Ikutlah bersama saya; Saya akan membawamu ke sana.” “Bagaimana caramu membawa saya
menyeberang?” tanya kepiting itu. “Tentu saja dengan paruhku,” jawab bangau. “Ah, dengan cara seperti
itu saya bisa terjatuh,” kata kepiting, “saya tidak akan pergi bersamamu.” “Jangan takut, saya akan
memegangmu eraterat di sepanjang perjalanan.” Kepiting itu berpikir, “Ia tidaklah memindahkan ikan-
ikan itu ke dalam kolam. Akan tetapi, jika ia benar-benar membawa saya ke sana, itu adalah
keberuntunganku. Jika ia tidak melakukannya, yah, saya akan menggigit kepalanya hingga putus dan
membunuhnya.” Ia berkata seperti ini kepada bangau tersebut, “Kamu tidak akan bisa memegangku
dengan erat, Teman, karena kami, bangsa kepiting, dikaruniai dengan cangkang yang kerasnya sangat
mencengangkan. Jika saya bisa memegang lehermu dengan capit saya, saya bisa memegangmu dengan
erat dan bisa pergi bersamamu.” Tidak menduga kalau kepiting itu akan menjebaknya, bangau menyetujui
hal itu. Dengan capitnya, kepiting itu menjepit leher bangau seperti jepitan seorang tukang besi, dan
berkata, “Sekarang, kamu bisa mulai terbang!” Bangau itu membawanya dan menunjukkan kolam itu
awalnya, namun kemudian ia hinggap di sebuah pohon.

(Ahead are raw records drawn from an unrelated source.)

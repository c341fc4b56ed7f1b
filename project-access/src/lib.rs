//! Project and membership lookups backing preview authorization.
//!
//! A [`ProjectStore`] answers three read-only questions: which project a preview
//! request targets, which user a set of credentials belongs to, and whether that
//! user belongs to the account owning the project. [`ProjectAccess`] combines the
//! answers into a grant or a denial.

pub mod access;
pub mod config;
pub mod credentials;
pub mod errors;
mod metrics_defs;
pub mod static_store;
pub mod supabase;
pub mod types;

pub use access::{Denial, Grant, ProjectAccess};
pub use credentials::Credentials;
pub use errors::AccessError;
pub use metrics_defs::ALL_METRICS;
pub use types::{Membership, Project, Sandbox, UserId};

use async_trait::async_trait;
use config::StoreConfig;
use std::sync::Arc;

#[async_trait]
pub trait ProjectStore: Send + Sync {
    /// Loads the project record, `None` when it does not exist.
    async fn project(&self, project_id: &str) -> Result<Option<Project>, AccessError>;

    /// Resolves credentials to a user id, `None` when the session is not valid.
    async fn user_for(&self, credentials: &Credentials) -> Result<Option<UserId>, AccessError>;

    async fn is_member(&self, account_id: &str, user_id: &str) -> Result<bool, AccessError>;
}

pub fn get_store(config: StoreConfig) -> Result<Arc<dyn ProjectStore>, AccessError> {
    match config {
        StoreConfig::Static {
            projects,
            memberships,
            sessions,
        } => Ok(Arc::new(static_store::StaticStore::new(
            projects,
            memberships,
            sessions,
        ))),
        StoreConfig::Supabase(supabase_config) => {
            Ok(Arc::new(supabase::SupabaseStore::new(supabase_config)?))
        }
    }
}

“Kolam itu berada di arah itu, Paman,” kata kepiting, “engkau membawaku ke arah yang lain.”
“Saya benar-benar adalah pamanmu!” jawab bangau, “dan kamu benar-benar keponakanku! Kamu
mengira saya adalah budak yang harus mengangkat dan membawamu? Lihatlah tumpukan tulang-tulang
di kaki pohon ini; seperti semua ikan yang telah saya makan, saya akan memakanmu juga.” Kepiting
berkata, “Karena kebodohan mereka sendiri mereka dimakan olehmu, namun saya tidak akan
memberikan kesempatan itu kepadamu. Tidak, yang akan saya lakukan adalah membunuhmu. Dan kamu,
cukup bodoh dengan tidak melihat bahwa saya sedang menipumu. Jika harus mati, kita akan mati
bersama. Saya akan membuat kepalamu putus.” Setelah mengucapkan kata-kata itu, ia menjepit leher
burung bangau itu dengan capitnya yang seperti penjepit. Dengan mulut terbuka lebar, dan air mata yang
bercucuran dari matanya, bangau yang nyawanya terancam itu berkata, “Tuanku, saya tidak akan
memakanmu! Lepaskanlah saya!” “Baiklah, turunkan saya ke kolam itu,” kata kepiting. Bangau itu
berputar dan turun ke kolam seperti yang diperintahkan, menempatkan kepiting itu di atas lumut di
pinggir kolam. Namun sebelum turun, kepiting itu menjepit kepala bangau tersebut hingga putus, dengan
gerakan setangkas saat kita memotong tangkai bunga teratai menggunakan pisau. Dewa pohon yang
menetap di pohon itu, melihat kejadian yang menarik tersebut, membuat seisi hutan dipenuhi suara tepuk
tangan, melalui pengulangan syair ini dengan suaranya yang merdu:

Tipu muslihat tidak akan membawa keuntungan bagimu,

Orang yang penuh tipuan.

Lihatlah apa yang diperoleh bangau

yang penuh muslihat itu dari kepiting.